== Problem requirements ==
Take every line of the material below that includes the string "first" and copy it out.

#####

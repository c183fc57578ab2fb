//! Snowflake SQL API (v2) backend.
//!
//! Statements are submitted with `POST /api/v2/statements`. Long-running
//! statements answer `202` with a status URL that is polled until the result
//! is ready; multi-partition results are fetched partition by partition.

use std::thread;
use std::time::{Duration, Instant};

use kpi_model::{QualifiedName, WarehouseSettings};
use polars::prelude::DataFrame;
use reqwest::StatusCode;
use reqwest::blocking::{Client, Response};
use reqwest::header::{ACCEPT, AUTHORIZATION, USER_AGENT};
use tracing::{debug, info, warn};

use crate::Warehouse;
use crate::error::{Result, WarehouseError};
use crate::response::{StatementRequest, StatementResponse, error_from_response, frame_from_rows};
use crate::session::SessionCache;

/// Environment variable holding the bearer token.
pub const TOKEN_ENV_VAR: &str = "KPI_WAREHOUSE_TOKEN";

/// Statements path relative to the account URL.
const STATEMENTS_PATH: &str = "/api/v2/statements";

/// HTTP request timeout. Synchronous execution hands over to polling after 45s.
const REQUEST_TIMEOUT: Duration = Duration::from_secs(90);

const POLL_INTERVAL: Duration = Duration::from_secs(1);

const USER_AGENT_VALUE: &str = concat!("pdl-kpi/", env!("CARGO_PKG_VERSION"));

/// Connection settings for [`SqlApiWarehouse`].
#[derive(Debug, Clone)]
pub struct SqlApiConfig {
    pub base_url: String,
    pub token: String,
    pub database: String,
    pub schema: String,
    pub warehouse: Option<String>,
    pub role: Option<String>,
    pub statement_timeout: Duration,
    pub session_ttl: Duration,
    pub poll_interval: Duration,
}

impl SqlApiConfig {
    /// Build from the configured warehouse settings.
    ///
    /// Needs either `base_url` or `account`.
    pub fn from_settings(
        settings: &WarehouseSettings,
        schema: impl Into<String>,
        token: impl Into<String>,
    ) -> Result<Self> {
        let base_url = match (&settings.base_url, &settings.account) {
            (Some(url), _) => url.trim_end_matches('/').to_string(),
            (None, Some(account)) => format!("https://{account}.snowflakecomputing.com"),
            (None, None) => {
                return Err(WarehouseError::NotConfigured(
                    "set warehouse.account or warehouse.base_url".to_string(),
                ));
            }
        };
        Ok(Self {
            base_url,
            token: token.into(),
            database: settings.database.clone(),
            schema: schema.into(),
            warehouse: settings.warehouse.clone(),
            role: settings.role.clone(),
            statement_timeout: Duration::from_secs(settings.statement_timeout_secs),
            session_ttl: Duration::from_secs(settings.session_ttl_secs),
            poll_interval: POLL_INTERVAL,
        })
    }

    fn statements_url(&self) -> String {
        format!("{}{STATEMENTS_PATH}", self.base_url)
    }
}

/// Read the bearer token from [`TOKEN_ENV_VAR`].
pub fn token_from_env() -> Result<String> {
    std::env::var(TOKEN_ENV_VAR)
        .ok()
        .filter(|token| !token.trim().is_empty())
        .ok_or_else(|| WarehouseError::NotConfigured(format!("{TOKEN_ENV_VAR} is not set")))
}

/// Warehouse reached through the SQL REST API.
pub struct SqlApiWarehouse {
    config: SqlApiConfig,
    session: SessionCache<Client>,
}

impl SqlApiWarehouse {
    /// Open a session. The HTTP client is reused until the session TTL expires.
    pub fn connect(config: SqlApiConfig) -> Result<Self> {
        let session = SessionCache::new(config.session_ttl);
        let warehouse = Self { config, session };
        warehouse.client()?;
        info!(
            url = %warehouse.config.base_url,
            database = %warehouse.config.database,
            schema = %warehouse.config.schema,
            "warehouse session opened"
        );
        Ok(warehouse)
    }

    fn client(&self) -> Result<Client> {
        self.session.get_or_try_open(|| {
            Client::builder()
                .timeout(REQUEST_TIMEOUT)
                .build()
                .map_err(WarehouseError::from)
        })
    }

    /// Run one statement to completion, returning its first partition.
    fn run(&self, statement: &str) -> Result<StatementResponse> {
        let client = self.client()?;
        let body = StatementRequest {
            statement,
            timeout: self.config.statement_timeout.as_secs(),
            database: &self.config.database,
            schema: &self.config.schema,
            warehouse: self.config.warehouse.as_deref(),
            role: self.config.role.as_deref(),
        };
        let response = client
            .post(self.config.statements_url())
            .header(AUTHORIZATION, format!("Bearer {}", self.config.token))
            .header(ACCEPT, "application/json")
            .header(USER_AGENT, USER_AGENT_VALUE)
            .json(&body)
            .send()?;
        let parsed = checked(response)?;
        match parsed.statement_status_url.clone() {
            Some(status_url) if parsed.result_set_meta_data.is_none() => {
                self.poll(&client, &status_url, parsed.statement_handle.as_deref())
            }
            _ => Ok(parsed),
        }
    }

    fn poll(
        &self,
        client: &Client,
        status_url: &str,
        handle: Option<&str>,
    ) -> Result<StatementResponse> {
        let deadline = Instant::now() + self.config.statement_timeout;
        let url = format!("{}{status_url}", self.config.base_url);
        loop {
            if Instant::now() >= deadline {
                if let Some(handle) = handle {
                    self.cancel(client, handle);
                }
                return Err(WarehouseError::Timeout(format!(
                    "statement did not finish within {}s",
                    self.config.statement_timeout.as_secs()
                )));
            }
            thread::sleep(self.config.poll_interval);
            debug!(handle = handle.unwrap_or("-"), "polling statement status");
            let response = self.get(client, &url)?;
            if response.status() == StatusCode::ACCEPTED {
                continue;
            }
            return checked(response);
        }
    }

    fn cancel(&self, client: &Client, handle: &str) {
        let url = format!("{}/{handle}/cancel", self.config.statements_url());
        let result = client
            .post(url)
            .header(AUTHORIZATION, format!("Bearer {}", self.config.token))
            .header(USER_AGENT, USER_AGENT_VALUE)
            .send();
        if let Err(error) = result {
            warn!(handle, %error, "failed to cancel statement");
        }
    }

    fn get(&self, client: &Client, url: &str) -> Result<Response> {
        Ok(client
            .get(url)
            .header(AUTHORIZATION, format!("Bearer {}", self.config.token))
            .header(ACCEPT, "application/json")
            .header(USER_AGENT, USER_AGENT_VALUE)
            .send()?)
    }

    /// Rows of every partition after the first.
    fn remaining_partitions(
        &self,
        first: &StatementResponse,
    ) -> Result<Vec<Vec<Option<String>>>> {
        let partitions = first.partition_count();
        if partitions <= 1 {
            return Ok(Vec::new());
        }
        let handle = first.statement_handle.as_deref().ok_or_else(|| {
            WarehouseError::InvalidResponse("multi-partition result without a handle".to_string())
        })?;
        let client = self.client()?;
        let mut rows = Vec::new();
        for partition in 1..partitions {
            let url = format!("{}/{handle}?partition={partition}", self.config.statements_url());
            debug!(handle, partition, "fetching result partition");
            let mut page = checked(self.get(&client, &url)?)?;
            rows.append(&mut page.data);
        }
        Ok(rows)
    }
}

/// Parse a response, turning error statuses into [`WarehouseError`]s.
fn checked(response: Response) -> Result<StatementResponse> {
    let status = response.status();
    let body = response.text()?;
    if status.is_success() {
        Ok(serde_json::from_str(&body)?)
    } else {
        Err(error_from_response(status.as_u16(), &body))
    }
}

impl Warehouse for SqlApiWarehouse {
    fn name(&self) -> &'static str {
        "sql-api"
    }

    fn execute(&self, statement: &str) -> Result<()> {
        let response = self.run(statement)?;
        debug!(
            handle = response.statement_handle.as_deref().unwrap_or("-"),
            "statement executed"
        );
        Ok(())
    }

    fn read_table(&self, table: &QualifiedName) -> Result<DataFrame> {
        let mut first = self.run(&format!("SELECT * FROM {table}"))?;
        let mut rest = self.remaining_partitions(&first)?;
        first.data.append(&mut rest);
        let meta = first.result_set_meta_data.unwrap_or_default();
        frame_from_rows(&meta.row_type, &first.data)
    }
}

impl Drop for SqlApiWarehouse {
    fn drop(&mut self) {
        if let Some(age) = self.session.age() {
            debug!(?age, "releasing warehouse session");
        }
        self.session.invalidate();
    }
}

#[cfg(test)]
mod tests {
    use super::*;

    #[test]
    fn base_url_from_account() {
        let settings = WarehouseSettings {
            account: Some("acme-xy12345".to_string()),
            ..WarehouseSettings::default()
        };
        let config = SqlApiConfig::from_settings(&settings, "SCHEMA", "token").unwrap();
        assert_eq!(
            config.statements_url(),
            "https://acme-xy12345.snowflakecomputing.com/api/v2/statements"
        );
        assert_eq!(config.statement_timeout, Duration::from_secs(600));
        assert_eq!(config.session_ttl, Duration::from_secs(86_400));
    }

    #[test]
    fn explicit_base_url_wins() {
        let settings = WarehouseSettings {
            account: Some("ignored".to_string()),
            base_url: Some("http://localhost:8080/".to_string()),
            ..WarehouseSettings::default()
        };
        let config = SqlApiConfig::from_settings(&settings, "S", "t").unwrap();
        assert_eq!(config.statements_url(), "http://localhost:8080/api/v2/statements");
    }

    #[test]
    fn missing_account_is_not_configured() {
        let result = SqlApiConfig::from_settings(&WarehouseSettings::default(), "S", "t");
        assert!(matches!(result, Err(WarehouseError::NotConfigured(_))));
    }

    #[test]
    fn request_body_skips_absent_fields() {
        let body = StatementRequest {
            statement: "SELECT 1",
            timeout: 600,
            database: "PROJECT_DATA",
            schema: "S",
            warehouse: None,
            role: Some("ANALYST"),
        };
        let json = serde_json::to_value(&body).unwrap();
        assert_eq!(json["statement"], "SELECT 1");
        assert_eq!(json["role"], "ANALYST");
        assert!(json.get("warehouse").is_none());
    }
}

#####

== Result for this exercise ==
    /// Run one statement to completion, returning its first partition.
    /// Rows of every partition after the first.
        first: &StatementResponse,
        let partitions = first.partition_count();
        let handle = first.statement_handle.as_deref().ok_or_else(|| {
        let mut first = self.run(&format!("SELECT * FROM {table}"))?;
        let mut rest = self.remaining_partitions(&first)?;
        first.data.append(&mut rest);
        let meta = first.result_set_meta_data.unwrap_or_default();
        frame_from_rows(&meta.row_type, &first.data)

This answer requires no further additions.